Figure 8. Analysis DGAT2 regulation by C/EBPα during adipogenesis.

A, 3T3-L1 preadipocytes were transfected with control siRNA (black bars) or siRNA targeting C/EBPα (white bars) and subsequently induced to differentiate for various times. C/EBPα mRNA expression was assayed by real-time PCR. Data are +/− SEM, normalised to cyclophilin, n=4. B, cells transfected with control (black bars) or C/EBPα (white bars) siRNA were also assayed for DGAT2 mRNA expression by real time PCR. Data are +/− SEM normalised to cyclophilin, n=4. * indicates statistically significant difference in expression compared with control siRNA transfected cells at the same time-point (p<0.05). C, 3T3-L1 preadiocytes were induced to differentiate for various times and subjected to ChIP analysis to assess binding of C/EBPα to the putative site 1 in the DGAT2 promoter. C/EBPα bound DNA in immunoprecipitates was quantified by real-time PCR. Data are the average of 4 independent experiments +/− SEM, * indicates statistically significant difference from binding at time 0 (p<0.05).
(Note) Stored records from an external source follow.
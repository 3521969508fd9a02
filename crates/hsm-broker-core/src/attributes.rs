// Copyright (c) 2025-2026 Federico Hoerth <memparanoid@gmail.com>
// SPDX-License-Identifier: GPL-3.0-only
// See LICENSE in the repository root for full license text.

//! Raw per-tier attributes returned by an all-levels query.

/// Number of storage tiers the HSM reports attributes for.
pub const MAX_TIERS: usize = 5;

/// Segment flags of one tier.
#[derive(Debug, Clone, Copy, PartialEq, Eq, Default)]
pub struct TierFlags(pub u32);

impl TierFlags {
    /// Data for the file exists at this tier.
    pub const DATA_EXISTS_AT_LEVEL: TierFlags = TierFlags(0x0000_0001);

    /// The tier is a disk level.
    pub const LEVEL_IS_DISK: TierFlags = TierFlags(0x0000_0002);

    /// The tier is a tape level.
    pub const LEVEL_IS_TAPE: TierFlags = TierFlags(0x0000_0004);

    /// No flag set.
    pub const EMPTY: TierFlags = TierFlags(0);

    /// Returns `true` when no segment flag is set for the tier.
    pub fn is_empty(&self) -> bool {
        self.0 == 0
    }

    /// Returns `true` when every bit of `other` is set.
    pub fn contains(&self, other: TierFlags) -> bool {
        self.0 & other.0 == other.0
    }

    /// Returns `true` when the data-exists bit is set.
    pub fn data_exists(&self) -> bool {
        self.contains(Self::DATA_EXISTS_AT_LEVEL)
    }
}

impl core::ops::BitOr for TierFlags {
    type Output = TierFlags;

    fn bitor(self, rhs: TierFlags) -> TierFlags {
        TierFlags(self.0 | rhs.0)
    }
}

/// Kind of namespace object the attributes belong to.
#[derive(Debug, Clone, Copy, PartialEq, Eq)]
pub enum ObjectType {
    /// Regular file.
    File,
    /// Directory.
    Directory,
    /// Symbolic link.
    SymLink,
    /// Type code the broker does not know.
    Other(u32),
}

impl ObjectType {
    /// Returns `true` for a plain file.
    pub fn is_file(&self) -> bool {
        matches!(self, Self::File)
    }
}

/// Attributes of one storage tier.
#[derive(Debug, Clone)]
pub struct TierAttributes<V> {
    /// Segment flags.
    pub flags: TierFlags,
    /// Bytes of the file held at this tier.
    pub bytes_at_level: u64,
    /// Volume descriptors; each owns native buffers until released.
    pub volumes: Vec<V>,
}

impl<V> TierAttributes<V> {
    /// A tier with no segment flags and no volumes.
    pub fn absent() -> Self {
        Self {
            flags: TierFlags::EMPTY,
            bytes_at_level: 0,
            volumes: Vec::new(),
        }
    }

    /// A tier with segment `flags` but no data for the file, such as a disk
    /// level the file was purged from.
    pub fn without_data(flags: TierFlags) -> Self {
        Self {
            flags,
            bytes_at_level: 0,
            volumes: Vec::new(),
        }
    }

    /// A tier holding `bytes` of the file on `volumes`.
    pub fn present(bytes: u64, volumes: Vec<V>) -> Self {
        Self {
            flags: TierFlags::DATA_EXISTS_AT_LEVEL,
            bytes_at_level: bytes,
            volumes,
        }
    }
}

/// Result of an all-levels attribute query.
///
/// Tiers beyond the end of `tiers` are treated as absent. Entries past
/// [`MAX_TIERS`] are never selected but their volumes are still released.
#[derive(Debug, Clone)]
pub struct FileAttributes<V> {
    /// Namespace object type.
    pub object_type: ObjectType,
    /// Per-tier attributes, fastest tier first.
    pub tiers: Vec<TierAttributes<V>>,
}
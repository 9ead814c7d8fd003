//! Stat checks against a language model.
//!
//! When the cadence says a check is due, the rendered prompt goes to a
//! [`StatChecker`]. The Claude checker forces a `report_stat_changes` tool
//! call so the reply arrives as structured JSON that becomes a [`StatPatch`].

use crate::stats::StatPatch;
use async_trait::async_trait;
use claude::{Claude, Message, Request, ToolChoice};
use custodian_macros::Tool;
use serde_json::Value;
use std::sync::atomic::{AtomicBool, Ordering};
use std::sync::Arc;
use thiserror::Error;
use tokio::sync::mpsc;
use tracing::{debug, info, warn};

/// Errors from a stat check.
#[derive(Debug, Error)]
pub enum CheckError {
    #[error("Claude API error: {0}")]
    Api(#[from] claude::Error),

    #[error("Model reply did not contain stat changes: {0}")]
    InvalidReply(String),

    #[error("Stat checks are disabled")]
    Disabled,
}

/// Asks something for the stat changes since the last check.
#[async_trait]
pub trait StatChecker: Send + Sync {
    async fn check(&self, prompt: &str) -> Result<StatPatch, CheckError>;
}

/// Report changes to the player character's stats. Omit fields that did not change.
#[derive(Tool)]
#[tool(name = "report_stat_changes")]
#[allow(dead_code)]
pub struct ReportStatChanges {
    /// New character level
    level: Option<i64>,
    /// New experience total
    experience: Option<i64>,
    /// New current health
    health: Option<i64>,
    /// New maximum health
    #[tool(rename = "maxHealth")]
    max_health: Option<i64>,
    /// Where the character is now
    location: Option<String>,
    /// The complete inventory after the change, in order
    inventory: Option<Vec<String>>,
}

const DEFAULT_SYSTEM_PROMPT: &str = "You are the Game Master's bookkeeper. \
You read the roleplay so far and report how the player character's stats changed. \
Always answer by calling the report_stat_changes tool.";

/// Configuration for the Claude stat checker.
#[derive(Debug, Clone)]
pub struct CheckerConfig {
    /// The model to use (client default when unset).
    pub model: Option<String>,

    /// Maximum tokens for the reply.
    pub max_tokens: usize,

    /// Temperature for generation.
    pub temperature: Option<f32>,

    /// System prompt sent with every check.
    pub system_prompt: String,
}

impl Default for CheckerConfig {
    fn default() -> Self {
        Self {
            model: None,
            max_tokens: 512,
            temperature: Some(0.2),
            system_prompt: DEFAULT_SYSTEM_PROMPT.to_string(),
        }
    }
}

impl CheckerConfig {
    pub fn with_model(mut self, model: impl Into<String>) -> Self {
        self.model = Some(model.into());
        self
    }

    pub fn with_max_tokens(mut self, tokens: usize) -> Self {
        self.max_tokens = tokens;
        self
    }

    pub fn with_system_prompt(mut self, prompt: impl Into<String>) -> Self {
        self.system_prompt = prompt.into();
        self
    }
}

/// Stat checker backed by the Claude Messages API.
pub struct ClaudeStatChecker {
    client: Claude,
    config: CheckerConfig,
}

impl ClaudeStatChecker {
    pub fn new(client: Claude) -> Self {
        Self {
            client,
            config: CheckerConfig::default(),
        }
    }

    /// Create a checker from the ANTHROPIC_API_KEY environment variable.
    pub fn from_env() -> Result<Self, CheckError> {
        Ok(Self::new(Claude::from_env()?))
    }

    pub fn with_config(mut self, config: CheckerConfig) -> Self {
        self.config = config;
        self
    }

    fn build_request(&self, prompt: &str) -> Request {
        let mut request = Request::new(vec![Message::user(prompt)])
            .with_system(&self.config.system_prompt)
            .with_max_tokens(self.config.max_tokens)
            .with_tools(vec![ReportStatChanges::as_tool()])
            .with_tool_choice(ToolChoice::Tool {
                name: ReportStatChanges::tool_name().to_string(),
            });

        if let Some(ref model) = self.config.model {
            request = request.with_model(model);
        }
        if let Some(temp) = self.config.temperature {
            request = request.with_temperature(temp);
        }
        request
    }
}

#[async_trait]
impl StatChecker for ClaudeStatChecker {
    async fn check(&self, prompt: &str) -> Result<StatPatch, CheckError> {
        let response = self.client.complete(self.build_request(prompt)).await?;
        debug!(
            input_tokens = response.input_tokens,
            output_tokens = response.output_tokens,
            "stat check reply received"
        );
        if response.truncated() {
            warn!("stat check reply hit the token limit");
        }

        if let Some(input) = response.tool_input(ReportStatChanges::tool_name()) {
            return Ok(StatPatch::from_value(input.clone()));
        }
        parse_reply_text(&response.text())
    }
}

/// Pull a patch out of a plain-text reply: the first JSON object in it.
///
/// A reply with no braces at all means "nothing changed".
pub fn parse_reply_text(text: &str) -> Result<StatPatch, CheckError> {
    let Some(start) = text.find('{') else {
        return Ok(StatPatch::default());
    };

    // Parse one value from the first brace; whatever follows is ignored.
    let mut values = serde_json::Deserializer::from_str(&text[start..]).into_iter::<Value>();
    match values.next() {
        Some(Ok(value)) => Ok(StatPatch::from_value(value)),
        Some(Err(e)) => Err(CheckError::InvalidReply(e.to_string())),
        None => Err(CheckError::InvalidReply("empty JSON object".to_string())),
    }
}

/// Checker used when no model is configured.
pub struct DisabledChecker;

#[async_trait]
impl StatChecker for DisabledChecker {
    async fn check(&self, _prompt: &str) -> Result<StatPatch, CheckError> {
        Err(CheckError::Disabled)
    }
}

/// Result of one dispatched check.
pub type CheckOutcome = Result<StatPatch, CheckError>;

/// Runs checks in the background, one at a time.
///
/// A request made while another is outstanding is discarded, not queued,
/// so interleaved replies never apply twice.
pub struct CheckDispatcher {
    checker: Arc<dyn StatChecker>,
    in_flight: Arc<AtomicBool>,
    results: mpsc::UnboundedSender<CheckOutcome>,
}

impl CheckDispatcher {
    /// Create a dispatcher and the receiver its results arrive on.
    pub fn new(checker: Arc<dyn StatChecker>) -> (Self, mpsc::UnboundedReceiver<CheckOutcome>) {
        let (results, rx) = mpsc::unbounded_channel();
        let dispatcher = Self {
            checker,
            in_flight: Arc::new(AtomicBool::new(false)),
            results,
        };
        (dispatcher, rx)
    }

    /// Start a check. Returns false if one was already running.
    pub fn dispatch(&self, prompt: String) -> bool {
        if self.in_flight.swap(true, Ordering::AcqRel) {
            debug!("stat check already outstanding; discarding request");
            return false;
        }

        let checker = Arc::clone(&self.checker);
        let in_flight = InFlight(Arc::clone(&self.in_flight));
        let results = self.results.clone();

        tokio::spawn(async move {
            let outcome = checker.check(&prompt).await;
            drop(in_flight);
            if results.send(outcome).is_err() {
                warn!("stat check finished after the extension stopped");
            }
        });
        info!("stat check dispatched");
        true
    }

    pub fn is_in_flight(&self) -> bool {
        self.in_flight.load(Ordering::Acquire)
    }
}

/// Clears the in-flight flag when the check task ends, even by panic.
struct InFlight(Arc<AtomicBool>);

impl Drop for InFlight {
    fn drop(&mut self) {
        self.0.store(false, Ordering::Release);
    }
}

#[cfg(test)]
mod tests {
    use super::*;
    use crate::testing::MockChecker;
    use serde_json::json;

    #[test]
    fn test_tool_definition() {
        assert_eq!(ReportStatChanges::tool_name(), "report_stat_changes");
        assert!(ReportStatChanges::tool_description().starts_with("Report changes"));

        let schema = ReportStatChanges::input_schema();
        assert_eq!(schema["type"], "object");
        assert_eq!(schema["properties"]["health"]["type"], "integer");
        assert_eq!(schema["properties"]["maxHealth"]["type"], "integer");
        assert_eq!(schema["properties"]["inventory"]["type"], "array");
        assert_eq!(schema["properties"]["inventory"]["items"]["type"], "string");
        assert_eq!(schema["properties"]["location"]["description"], "Where the character is now");
        assert_eq!(schema["required"], json!([]));
    }

    #[test]
    fn test_request_forces_tool() {
        let checker = ClaudeStatChecker::new(Claude::new("test-key"))
            .with_config(CheckerConfig::default().with_model("claude-3-5-haiku-latest"));
        let request = checker.build_request("How did things change?");

        assert_eq!(request.model.as_deref(), Some("claude-3-5-haiku-latest"));
        assert_eq!(request.max_tokens, 512);
        assert!(matches!(
            request.tool_choice,
            Some(ToolChoice::Tool { ref name }) if name == "report_stat_changes"
        ));
        assert_eq!(request.tools.len(), 1);
    }

    #[test]
    fn test_parse_reply_text() {
        let patch = parse_reply_text("Sure! {\"health\": 12, \"location\": \"Cave\"} Done.").unwrap();
        assert_eq!(patch.health, Some(json!(12)));
        assert_eq!(patch.location, Some(json!("Cave")));

        assert!(parse_reply_text("Nothing changed.").unwrap().is_empty());

        let patch = parse_reply_text(r#"Changes: {"health": 3} and earlier {"health": 9}"#).unwrap();
        assert_eq!(patch.health, Some(json!(3)));
        assert!(matches!(
            parse_reply_text("{\"health\": "),
            Err(CheckError::InvalidReply(_))
        ));
    }

    struct PanickingChecker;

    #[async_trait]
    impl StatChecker for PanickingChecker {
        async fn check(&self, _prompt: &str) -> Result<StatPatch, CheckError> {
            panic!("checker blew up");
        }
    }

    #[tokio::test]
    async fn test_panicking_check_clears_in_flight() {
        let (dispatcher, _results) = CheckDispatcher::new(Arc::new(PanickingChecker));
        assert!(dispatcher.dispatch("prompt".to_string()));

        tokio::time::timeout(std::time::Duration::from_secs(5), async {
            while dispatcher.is_in_flight() {
                tokio::task::yield_now().await;
            }
        })
        .await
        .expect("in-flight flag should clear after a panic");

        assert!(dispatcher.dispatch("again".to_string()));
    }

    #[tokio::test]
    async fn test_disabled_checker() {
        assert!(matches!(
            DisabledChecker.check("prompt").await,
            Err(CheckError::Disabled)
        ));
    }

    #[tokio::test]
    async fn test_dispatch_delivers_result() {
        let checker = Arc::new(MockChecker::new(vec![
            StatPatch::default().with_location("Harbor"),
        ]));
        let (dispatcher, mut results) = CheckDispatcher::new(checker.clone());

        assert!(dispatcher.dispatch("prompt one".to_string()));
        let patch = results.recv().await.unwrap().unwrap();
        assert_eq!(patch.location, Some(json!("Harbor")));
        assert_eq!(checker.prompts(), vec!["prompt one".to_string()]);
        assert!(!dispatcher.is_in_flight());
    }

    #[tokio::test]
    async fn test_overlapping_dispatch_is_discarded() {
        let checker = Arc::new(MockChecker::new(vec![StatPatch::default()]).gated());
        let (dispatcher, mut results) = CheckDispatcher::new(checker.clone());

        assert!(dispatcher.dispatch("first".to_string()));
        assert!(!dispatcher.dispatch("second".to_string()));
        assert!(dispatcher.is_in_flight());

        checker.release();
        assert!(results.recv().await.unwrap().is_ok());
        assert_eq!(checker.prompts(), vec!["first".to_string()]);

        assert!(dispatcher.dispatch("third".to_string()));
        checker.release();
        assert!(results.recv().await.is_some());
    }
}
D, Nuclear extracts were prepared from 3T3-L1 preadiopocytes before or after differentiation for various times as indicated and incubated with biotinylated DNA probe corresponding to site 1 identified in the DGAT2 promoter. Nuclear extracts were incubated with probe alone (−) or with probe in the presence of either anti-C/EBPα antibody (a), or antibody and a 100-fold excess of unlabelled DNA probe (c). Control lanes were included containing probe alone (p) or 24h nuclear extract in the absence of probe (n). S indicates nuclear protein complexes binding probe, and SS indicates antibody-supershifted complexes containing C/EBPα. Data are representative of 3 independent experiments.